Our Community Is Underserved

The Lower Snoqualmie Valley is home to over 15,200 residents who lack convenient access to public aquatic facilities. Our communities—Duvall, Carnation, and the surrounding rural areas—are geographically isolated from existing pools and recreation centers.

15,200
Underserved residents in our service area
17+
Miles to the nearest public pool
30+
Minutes drive from Duvall to the nearest pool
52%
Of households have children under 18

The Communities We Serve

Our service area encompasses:

CommunityPopulation
Duvall8,517
Carnation2,176
Rural Areas4,500+
Total15,200+

These residents currently face significant barriers to accessing aquatic recreation and swim education—barriers that disproportionately affect working families, seniors, and those without reliable transportation.

The Drowning Crisis

Drowning is preventable, yet it remains a leading cause of death for children and a significant risk for all ages. The statistics are sobering:

10
People drown daily in American open waters
27
Average annual drownings in King County since 2018
1,000+
Residents on local Learn-to-Swim waitlists

Our region’s beautiful rivers, lakes, and waterways are both an attraction and a risk. Without access to formal swim instruction, too many residents—especially children—never learn the life-saving skill of swimming.

The Swim Education Gap

The demand for swim lessons in our area far exceeds the supply:

  • Over 1,000 residents are currently on waitlists for Learn-to-Swim programs
  • The nearest pools are oversubscribed and difficult to access
  • Working families cannot easily transport children 30+ minutes each way for lessons
  • Many children in our community never learn to swim

Research consistently shows that formal swim instruction significantly reduces drowning risk. By bringing swim education closer to home, we can save lives.

Geographic Isolation

Unlike urban and suburban communities, our rural area lacks the infrastructure that many take for granted:

  • No public pool within our service area
  • Limited public transportation options
  • Long commutes to existing facilities
  • Weather challenges that make travel difficult during winter months

This isolation creates inequity. Families who can afford the time and resources to travel to distant pools have access to aquatic recreation; those who cannot are left without.

Beyond Swimming

An aquatic and recreation center serves far more than swimmers:

  • Seniors benefit from low-impact aquatic exercise for joint health and mobility
  • Physical therapy patients recover faster with aquatic rehabilitation
  • Mental health improves through exercise and community connection
  • Youth development is supported through structured programming
  • Community bonds are strengthened when neighbors have a place to gather

The Time Is Now

Previous attempts to bring an aquatic center to our area have not succeeded.
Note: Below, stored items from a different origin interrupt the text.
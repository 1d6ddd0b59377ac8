//! Main RAM acquisition against synthetic address spaces

use mainram_bridge::memory::{
    MainRam, MainRamScanner, Protection, RamKind, RegionInfo, RegionType, ScanOptions,
    SyntheticMemory, DSI_MAIN_RAM_MASK, NDS_MAIN_RAM_MASK,
};
use mainram_bridge::{Address, Width};

const MIB: usize = 1024 * 1024;
const RAM: usize = 0x7000_0000;

fn plant(memory: &SyntheticMemory, at: usize, pointer: usize, mask: u32) {
    memory.poke(Address::new(at), &pointer.to_le_bytes()).unwrap();
    memory.poke(Address::new(at + 8), &mask.to_le_bytes()).unwrap();
}

fn region(base: usize, size: usize) -> RegionInfo {
    RegionInfo::private_read_write(Address::new(base), size)
}

fn parallel() -> ScanOptions {
    ScanOptions {
        threads: 4,
        chunk_size: 4096,
        ..ScanOptions::default()
    }
}

/// A busy heap: several candidate regions, most of them noise
fn crowded_host() -> SyntheticMemory {
    let memory = SyntheticMemory::new().with_region(Address::new(RAM), 4 * MIB);
    for i in 0..8 {
        memory.map(region(0x1000_0000 + i * 0x0100_0000, 2 * MIB));
    }
    memory
}

#[test]
fn test_parallel_scan_finds_structure_in_late_region() {
    let memory = crowded_host();
    plant(&memory, 0x1700_0000 + 0x1_2340, RAM, NDS_MAIN_RAM_MASK);

    let found = MainRamScanner::with_options(&memory, parallel())
        .scan()
        .unwrap()
        .unwrap();
    assert_eq!(found.base, Address::new(RAM));
    assert_eq!(found.kind, RamKind::Nds);
}

#[test]
fn test_lowest_region_wins_when_several_match() {
    let memory = crowded_host().with_region(Address::new(0x6000_0000), 4 * MIB);
    plant(&memory, 0x1600_0000 + 0x80, RAM, NDS_MAIN_RAM_MASK);
    plant(&memory, 0x1200_0000 + 0x80, 0x6000_0000, NDS_MAIN_RAM_MASK);

    let found = MainRamScanner::with_options(&memory, parallel())
        .scan()
        .unwrap()
        .unwrap();
    assert_eq!(found.base, Address::new(0x6000_0000));
}

#[test]
fn test_structures_outside_plain_private_heap_are_ignored() {
    let read_only = RegionInfo {
        protection: Protection::READ_ONLY,
        ..region(0x2000_0000, 2 * MIB)
    };
    let mapped = RegionInfo {
        region_type: RegionType::Mapped,
        ..region(0x2100_0000, 2 * MIB)
    };
    let guarded = RegionInfo {
        protection: Protection {
            modified: true,
            ..Protection::READ_WRITE
        },
        ..region(0x2200_0000, 2 * MIB)
    };
    let memory = SyntheticMemory::new()
        .with_region(Address::new(RAM), 16 * MIB)
        .with_region_info(read_only)
        .with_region_info(mapped)
        .with_region_info(guarded);
    for base in [0x2000_0000, 0x2100_0000, 0x2200_0000] {
        plant(&memory, base + 0x40, RAM, DSI_MAIN_RAM_MASK);
    }

    let found = MainRamScanner::new(&memory).scan().unwrap();
    assert!(found.is_none());
}

#[test]
fn test_executable_heap_is_scanned() {
    let rwx = RegionInfo {
        protection: Protection::READ_WRITE_EXECUTE,
        ..region(0x2000_0000, 2 * MIB)
    };
    let memory = SyntheticMemory::new()
        .with_region(Address::new(RAM), 16 * MIB)
        .with_region_info(rwx);
    plant(&memory, 0x2000_0000 + 0x40, RAM, DSI_MAIN_RAM_MASK);

    let found = MainRamScanner::new(&memory).scan().unwrap().unwrap();
    assert_eq!(found.kind, RamKind::Dsi);
}

#[test]
fn test_faulting_pages_do_not_stop_the_scan() {
    let memory = SyntheticMemory::new()
        .with_region(Address::new(0x1000_0000), 2 * MIB)
        .with_region(Address::new(RAM), 4 * MIB)
        .with_fault(Address::new(0x1000_0000), 0x1000)
        .with_fault(Address::new(0x1004_0000), 0x8000);
    plant(&memory, 0x1004_8000 + 0x10, RAM, NDS_MAIN_RAM_MASK);

    let found = MainRamScanner::with_options(&memory, parallel())
        .scan()
        .unwrap()
        .unwrap();
    assert_eq!(found.base, Address::new(RAM));
}

#[test]
fn test_located_ram_is_usable() {
    let memory = crowded_host();
    plant(&memory, 0x1000_0000, RAM, NDS_MAIN_RAM_MASK);
    let found = MainRamScanner::new(&memory).scan().unwrap().unwrap();

    let ram = MainRam::new(found, &memory);
    ram.write(0x0200_0000, Width::Word, 0x0403_0201).unwrap();
    assert_eq!(ram.dump(0x0200_0000, 4), "01 02 03 04");
    assert_eq!(ram.read(0x020F_3394, Width::Word).unwrap(), 0);
}

#[test]
fn test_dump_marks_unreadable_bytes() {
    let memory = SyntheticMemory::new()
        .with_region(Address::new(RAM), 4 * MIB)
        .with_fault(Address::new(RAM + 2), 1);
    memory.poke(Address::new(RAM), &[0xAA, 0xBB, 0xCC, 0xDD]).unwrap();

    let ram = MainRam::new(
        mainram_bridge::memory::TargetRegion::new(Address::new(RAM), RamKind::Nds),
        &memory,
    );
    assert_eq!(ram.dump(0x0200_0000, 4), "AA BB ?? DD");
}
But the need has only grown:

  • Our population continues to increase
  • Climate change brings hotter summers, increasing demand for cooling recreation
  • The COVID-19 pandemic highlighted the importance of local community resources
  • Our community has demonstrated strong support for this initiative

We have an opportunity to create something lasting—a facility that will serve generations to come.